About this exercise – Transcribe each entry. Change nothing.

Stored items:
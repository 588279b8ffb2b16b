//! Type definitions for group membership

use super::errors::{GroupError, GroupResult};
use serde::{Deserialize, Serialize};
use std::fmt;

/// Length of an encrypted user identity
pub const USER_ID_LEN: usize = 65;

/// Encrypted account identity (fixed-length ciphertext)
///
/// Active members only ever carry ids extracted by a
/// [`CredentialVerifier`](super::credentials::CredentialVerifier).
#[derive(Clone, PartialEq, Eq, Hash, Serialize, Deserialize)]
pub struct UserId(Vec<u8>);

impl UserId {
    /// Wrap raw ciphertext bytes, rejecting the wrong length
    pub fn from_bytes(bytes: &[u8]) -> GroupResult<Self> {
        if bytes.len() != USER_ID_LEN {
            return Err(GroupError::Validation(format!(
                "user id must be {} bytes, got {}",
                USER_ID_LEN,
                bytes.len()
            )));
        }
        Ok(Self(bytes.to_vec()))
    }

    pub fn as_bytes(&self) -> &[u8] {
        &self.0
    }

    pub fn to_hex(&self) -> String {
        hex::encode(&self.0)
    }

    /// First bytes as hex, for log fields
    pub fn short(&self) -> String {
        hex::encode(&self.0[..8.min(self.0.len())])
    }
}

impl fmt::Debug for UserId {
    fn fmt(&self, f: &mut fmt::Formatter<'_>) -> fmt::Result {
        write!(f, "UserId({}..)", self.short())
    }
}

impl fmt::Display for UserId {
    fn fmt(&self, f: &mut fmt::Formatter<'_>) -> fmt::Result {
        write!(f, "{}", self.to_hex())
    }
}

impl AsRef<[u8]> for UserId {
    fn as_ref(&self) -> &[u8] {
        &self.0
    }
}

/// Encrypted profile key of a member
#[derive(Debug, Clone, PartialEq, Eq, Serialize, Deserialize)]
pub struct ProfileKeyCiphertext(pub Vec<u8>);

impl ProfileKeyCiphertext {
    pub fn as_bytes(&self) -> &[u8] {
        &self.0
    }
}

/// Zero-knowledge credential presentation, opaque to this crate
#[derive(Clone, PartialEq, Eq, Serialize, Deserialize)]
pub struct Presentation(pub Vec<u8>);

impl Presentation {
    pub fn as_bytes(&self) -> &[u8] {
        &self.0
    }
}

impl fmt::Debug for Presentation {
    fn fmt(&self, f: &mut fmt::Formatter<'_>) -> fmt::Result {
        write!(f, "Presentation({} bytes)", self.0.len())
    }
}

/// Role of a member in a group
#[derive(Debug, Clone, Copy, PartialEq, Eq, Hash, Serialize, Deserialize)]
pub enum Role {
    /// Regular member
    Default,
    /// Can satisfy ADMINISTRATOR access requirements
    Administrator,
}

impl Role {
    pub fn is_administrator(&self) -> bool {
        matches!(self, Role::Administrator)
    }
}

/// Required access level for a group attribute
#[derive(Debug, Clone, Copy, PartialEq, Eq, Hash, Default, Serialize, Deserialize)]
pub enum AccessRequired {
    /// Missing or unrecognized configuration
    #[default]
    Unknown,
    /// Anyone, member or not
    Any,
    /// Any current member
    Member,
    /// Administrators only
    Administrator,
    /// Permanently locked
    Unsatisfiable,
}

impl AccessRequired {
    pub fn as_str(&self) -> &'static str {
        match self {
            AccessRequired::Unknown => "unknown",
            AccessRequired::Any => "any",
            AccessRequired::Member => "member",
            AccessRequired::Administrator => "administrator",
            AccessRequired::Unsatisfiable => "unsatisfiable",
        }
    }

    pub fn is_known(&self) -> bool {
        !matches!(self, AccessRequired::Unknown)
    }
}

impl fmt::Display for AccessRequired {
    fn fmt(&self, f: &mut fmt::Formatter<'_>) -> fmt::Result {
        write!(f, "{}", self.as_str())
    }
}

/// Per-attribute access configuration
#[derive(Debug, Clone, Copy, PartialEq, Eq, Default, Serialize, Deserialize)]
pub struct AccessControl {
    /// Title and other metadata edits
    #[serde(default)]
    pub attributes: AccessRequired,
    /// Adding and removing active members
    #[serde(default)]
    pub members: AccessRequired,
    /// Joining through an invite link
    #[serde(default)]
    pub add_from_invite_link: AccessRequired,
}

impl AccessControl {
    pub fn new(
        attributes: AccessRequired,
        members: AccessRequired,
        add_from_invite_link: AccessRequired,
    ) -> Self {
        Self { attributes, members, add_from_invite_link }
    }

    /// Name of the first level still set to `Unknown`
    pub fn first_unknown(&self) -> Option<&'static str> {
        if !self.attributes.is_known() {
            Some("attributes")
        } else if !self.members.is_known() {
            Some("members")
        } else if !self.add_from_invite_link.is_known() {
            Some("add_from_invite_link")
        } else {
            None
        }
    }
}

/// Active, credential-verified member
#[derive(Debug, Clone, PartialEq, Eq, Serialize, Deserialize)]
pub struct Member {
    pub user_id: UserId,
    pub role: Role,
    pub profile_key_ciphertext: ProfileKeyCiphertext,
    /// Version at which the member became active
    pub joined_at_version: u32,
}

/// Invited member that has not yet proven its identity
#[derive(Debug, Clone, PartialEq, Eq, Serialize, Deserialize)]
pub struct PendingMember {
    pub user_id: UserId,
    pub role: Role,
    pub added_by_user_id: UserId,
    /// Milliseconds since the unix epoch
    pub timestamp: u64,
}

#[cfg(test)]
mod tests {
    use super::*;

    #[test]
    fn test_user_id_length_is_enforced() {
        assert!(UserId::from_bytes(&[7u8; USER_ID_LEN]).is_ok());
        assert!(matches!(UserId::from_bytes(&[7u8; 16]), Err(GroupError::Validation(_))));
        assert!(UserId::from_bytes(&[]).is_err());
    }

    #[test]
    fn test_user_id_display() {
        let id = UserId::from_bytes(&[0xAB; USER_ID_LEN]).unwrap();
        assert_eq!(id.to_string().len(), USER_ID_LEN * 2);
        assert_eq!(id.short(), "abababababababab");
        assert_eq!(format!("{:?}", id), "UserId(abababababababab..)");
    }

    #[test]
    fn test_access_control_first_unknown() {
        let complete = AccessControl::new(
            AccessRequired::Member,
            AccessRequired::Administrator,
            AccessRequired::Unsatisfiable,
        );
        assert_eq!(complete.first_unknown(), None);

        let mut partial = complete;
        partial.members = AccessRequired::Unknown;
        assert_eq!(partial.first_unknown(), Some("members"));

        assert_eq!(AccessControl::default().first_unknown(), Some("attributes"));
    }

    #[test]
    fn test_access_control_missing_fields_deserialize_as_unknown() {
        let parsed: AccessControl = serde_json::from_str(r#"{"attributes":"Any"}"#).unwrap();
        assert_eq!(parsed.attributes, AccessRequired::Any);
        assert_eq!(parsed.members, AccessRequired::Unknown);
        assert_eq!(parsed.add_from_invite_link, AccessRequired::Unknown);
    }

    #[test]
    fn test_role_is_administrator() {
        assert!(Role::Administrator.is_administrator());
        assert!(!Role::Default.is_administrator());
    }
}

Your solution –
repository 588279b8ffb2b16b
//! Type definitions for group membership

use super::errors::{GroupError, GroupResult};
use serde::{Deserialize, Serialize};
use std::fmt;

/// Length of an encrypted user identity
pub const USER_ID_LEN: usize = 65;

/// Encrypted account identity (fixed-length ciphertext)
///
/// Active members only ever carry ids extracted by a
/// [`CredentialVerifier`](super::credentials::CredentialVerifier).
#[derive(Clone, PartialEq, Eq, Hash, Serialize, Deserialize)]
pub struct UserId(Vec<u8>);

impl UserId {
    /// Wrap raw ciphertext bytes, rejecting the wrong length
    pub fn from_bytes(bytes: &[u8]) -> GroupResult<Self> {
        if bytes.len() != USER_ID_LEN {
            return Err(GroupError::Validation(format!(
                "user id must be {} bytes, got {}",
                USER_ID_LEN,
                bytes.len()
            )));
        }
        Ok(Self(bytes.to_vec()))
    }

    pub fn as_bytes(&self) -> &[u8] {
        &self.0
    }

    pub fn to_hex(&self) -> String {
        hex::encode(&self.0)
    }

    /// First bytes as hex, for log fields
    pub fn short(&self) -> String {
        hex::encode(&self.0[..8.min(self.0.len())])
    }
}

impl fmt::Debug for UserId {
    fn fmt(&self, f: &mut fmt::Formatter<'_>) -> fmt::Result {
        write!(f, "UserId({}..)", self.short())
    }
}

impl fmt::Display for UserId {
    fn fmt(&self, f: &mut fmt::Formatter<'_>) -> fmt::Result {
        write!(f, "{}", self.to_hex())
    }
}

impl AsRef<[u8]> for UserId {
    fn as_ref(&self) -> &[u8] {
        &self.0
    }
}

/// Encrypted profile key of a member
#[derive(Debug, Clone, PartialEq, Eq, Serialize, Deserialize)]
pub struct ProfileKeyCiphertext(pub Vec<u8>);

impl ProfileKeyCiphertext {
    pub fn as_bytes(&self) -> &[u8] {
        &self.0
    }
}

/// Zero-knowledge credential presentation, opaque to this crate
#[derive(Clone, PartialEq, Eq, Serialize, Deserialize)]
pub struct Presentation(pub Vec<u8>);

impl Presentation {
    pub fn as_bytes(&self) -> &[u8] {
        &self.0
    }
}

impl fmt::Debug for Presentation {
    fn fmt(&self, f: &mut fmt::Formatter<'_>) -> fmt::Result {
        write!(f, "Presentation({} bytes)", self.0.len())
    }
}

/// Role of a member in a group
#[derive(Debug, Clone, Copy, PartialEq, Eq, Hash, Serialize, Deserialize)]
pub enum Role {
    /// Regular member
    Default,
    /// Can satisfy ADMINISTRATOR access requirements
    Administrator,
}

impl Role {
    pub fn is_administrator(&self) -> bool {
        matches!(self, Role::Administrator)
    }
}

/// Required access level for a group attribute
#[derive(Debug, Clone, Copy, PartialEq, Eq, Hash, Default, Serialize, Deserialize)]
pub enum AccessRequired {
    /// Missing or unrecognized configuration
    #[default]
    Unknown,
    /// Anyone, member or not
    Any,
    /// Any current member
    Member,
    /// Administrators only
    Administrator,
    /// Permanently locked
    Unsatisfiable,
}

impl AccessRequired {
    pub fn as_str(&self) -> &'static str {
        match self {
            AccessRequired::Unknown => "unknown",
            AccessRequired::Any => "any",
            AccessRequired::Member => "member",
            AccessRequired::Administrator => "administrator",
            AccessRequired::Unsatisfiable => "unsatisfiable",
        }
    }

    pub fn is_known(&self) -> bool {
        !matches!(self, AccessRequired::Unknown)
    }
}

impl fmt::Display for AccessRequired {
    fn fmt(&self, f: &mut fmt::Formatter<'_>) -> fmt::Result {
        write!(f, "{}", self.as_str())
    }
}

/// Per-attribute access configuration
#[derive(Debug, Clone, Copy, PartialEq, Eq, Default, Serialize, Deserialize)]
pub struct AccessControl {
    /// Title and other metadata edits
    #[serde(default)]
    pub attributes: AccessRequired,
    /// Adding and removing active members
    #[serde(default)]
    pub members: AccessRequired,
    /// Joining through an invite link
    #[serde(default)]
    pub add_from_invite_link: AccessRequired,
}

impl AccessControl {
    pub fn new(
        attributes: AccessRequired,
        members: AccessRequired,
        add_from_invite_link: AccessRequired,
    ) -> Self {
        Self { attributes, members, add_from_invite_link }
    }

    /// Name of the first level still set to `Unknown`
    pub fn first_unknown(&self) -> Option<&'static str> {
        if !self.attributes.is_known() {
            Some("attributes")
        } else if !self.members.is_known() {
            Some("members")
        } else if !self.add_from_invite_link.is_known() {
            Some("add_from_invite_link")
        } else {
            None
        }
    }
}

/// Active, credential-verified member
#[derive(Debug, Clone, PartialEq, Eq, Serialize, Deserialize)]
pub struct Member {
    pub user_id: UserId,
    pub role: Role,
    pub profile_key_ciphertext: ProfileKeyCiphertext,
    /// Version at which the member became active
    pub joined_at_version: u32,
}

/// Invited member that has not yet proven its identity
#[derive(Debug, Clone, PartialEq, Eq, Serialize, Deserialize)]
pub struct PendingMember {
    pub user_id: UserId,
    pub role: Role,
    pub added_by_user_id: UserId,
    /// Milliseconds since the unix epoch
    pub timestamp: u64,
}

#[cfg(test)]
mod tests {
    use super::*;

    #[test]
    fn test_user_id_length_is_enforced() {
        assert!(UserId::from_bytes(&[7u8; USER_ID_LEN]).is_ok());
        assert!(matches!(UserId::from_bytes(&[7u8; 16]), Err(GroupError::Validation(_))));
        assert!(UserId::from_bytes(&[]).is_err());
    }

    #[test]
    fn test_user_id_display() {
        let id = UserId::from_bytes(&[0xAB; USER_ID_LEN]).unwrap();
        assert_eq!(id.to_string().len(), USER_ID_LEN * 2);
        assert_eq!(id.short(), "abababababababab");
        assert_eq!(format!("{:?}", id), "UserId(abababababababab..)");
    }

    #[test]
    fn test_access_control_first_unknown() {
        let complete = AccessControl::new(
            AccessRequired::Member,
            AccessRequired::Administrator,
            AccessRequired::Unsatisfiable,
        );
        assert_eq!(complete.first_unknown(), None);

        let mut partial = complete;
        partial.members = AccessRequired::Unknown;
        assert_eq!(partial.first_unknown(), Some("members"));

        assert_eq!(AccessControl::default().first_unknown(), Some("attributes"));
    }

    #[test]
    fn test_access_control_missing_fields_deserialize_as_unknown() {
        let parsed: AccessControl = serde_json::from_str(r#"{"attributes":"Any"}"#).unwrap();
        assert_eq!(parsed.attributes, AccessRequired::Any);
        assert_eq!(parsed.members, AccessRequired::Unknown);
        assert_eq!(parsed.add_from_invite_link, AccessRequired::Unknown);
    }

    #[test]
    fn test_role_is_administrator() {
        assert!(Role::Administrator.is_administrator());
        assert!(!Role::Default.is_administrator());
    }
}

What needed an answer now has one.